I think the holes in the bucket are for making cracklin to squeeze out the lard from the pieces of delicious pig skin. If you used it for fruit juices I think the acids in them will pick up a metal taste. Looks to be in very good shape, your kids got good eyes. WVMJ


----------



## Julie (Jun 4, 2014)

Yes it is a fruit press and sausage stuffer, I got one and yes I use if for both. You do not use the basket with the sausage. You should have a long tube that attaches at the bottom when using it as a stuffer.

I have used the press for apples and pears and it does an awesome job.


----------



## LoneStarLori (Jun 4, 2014)

I have seen a picture with the long tube for sausage stuffing, but it did not come with one. This is in beautiful shape. I doubt it will ever see anything more than some apples in the fall. I think it would be too aggressive for grapes, right?


----------



## blackspanish777 (Jun 4, 2014)

We have a sausage stuffer that looks exactly the same.


----------



## Scott (Jun 4, 2014)

I use one very similar to that for grapes, works very well in small batches. I don't have the perforated basket so pressed the skins in a bag.

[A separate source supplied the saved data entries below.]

//! # Utility Modules
//!
//! Supporting utilities for logging, timing, and observability.
//!
//! ## Components
//! - **Logging**: Structured logging configuration
//! - **Timeout**: Async timeout wrappers and default durations
//! - **Metrics**: Thread-safe observability counters

pub mod logging;
pub mod metrics;
pub mod timeout;

pub use metrics::{Metrics, MetricsSnapshot};
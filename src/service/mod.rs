//! # Service Layer
//!
//! The listener that accepts raw sockets and hands each one to a new
//! connection actor.

pub mod server;

pub use server::WsServer;
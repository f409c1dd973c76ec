//! # Core Protocol Components
//!
//! Low-level packet handling and wire format.
//!
//! This module provides the foundation for the protocol: the packet type,
//! its fixed binary envelope, and the framing validation applied to every
//! inbound message.
//!
//! ## Wire Format
//! ```text
//! [ClientId(4)] [Sequence(4)] [Code(4)] [PayloadLen(4)] [Payload(N*4)]
//! ```
//!
//! All fields are little-endian. One WebSocket binary message carries
//! exactly one packet.

pub mod packet;
//! # Protocol State Machine
//!
//! Per-connection protocol logic, layered on top of the packet codec.
//!
//! ## Components
//! - **Session**: identity, challenge secret, and the outbound response queue
//! - **ChallengeGenerator**: explicitly threaded source of session challenges

pub mod session;

pub use session::{ChallengeGenerator, Session};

Just think of all the work it has done since the patent dates of 1876 & 1883... And how much one would cost now for that quality, good find!


----------



## vacuumpumpman (Jun 4, 2014)

Lori
Yes it is both !
I have one as well - I had it totally redone and it looks great - like yours. 
I have not used it - it is more for a show piece than anything else ! 

Nice find BTW


----------



## WVMountaineerJack (Jun 4, 2014)

You guys dont get any metal taste from it? One day a friend was telling us about what a great wine they had made all by themselves, I asked to swap a bottle since theirs sounded so good, first taste was spit out and the whole bottle poured down the sink, they had used a metal funnel to fill the bottles with, that short time the wine passed thru the funnel ruined it, I wasted a perfectly good bottle of wine and they obviously didnt have a clue that it was bad. Just asking because an acidic juice like apples seems like it would eat that up pretty quick unless its like a good old frying pan and is cured? Is that round part fit in the bottom or top? I passed up an old corn stripper when I was in a townhouse, them moved out to the farm and have tons of walnuts, when we were kids they used to run the walnuts thru the corn stripper, now collectors see one and the bidding goes thru the roof and the thing never sees an ear of corn or a walnut again but sets collecting dust in someones living room, if they tried to use it they would probably hurt themselves So be careful! WVMJ


----------



## Julie (Jun 4, 2014)

No metal taste and trust me my husband would have nailed that taste right off the bat. The press/stuffer is cast iron, the basket is tin but the bottom is cast iron.


----------



## Duster (Jun 4, 2014)

Yes it is both and Julie nailed it, the basket is not used for sausage.
I used to use one every fall for pressing lard then for sausage. 
I actually went back to the farm after dad passed to look for the one we had. I wanted to use it for a fruit press but it was sold off. 
The talk of lard press, and corn strippers and walnuts in this thread really brings back some fond memories. The only thing were missing is the old ringer washer!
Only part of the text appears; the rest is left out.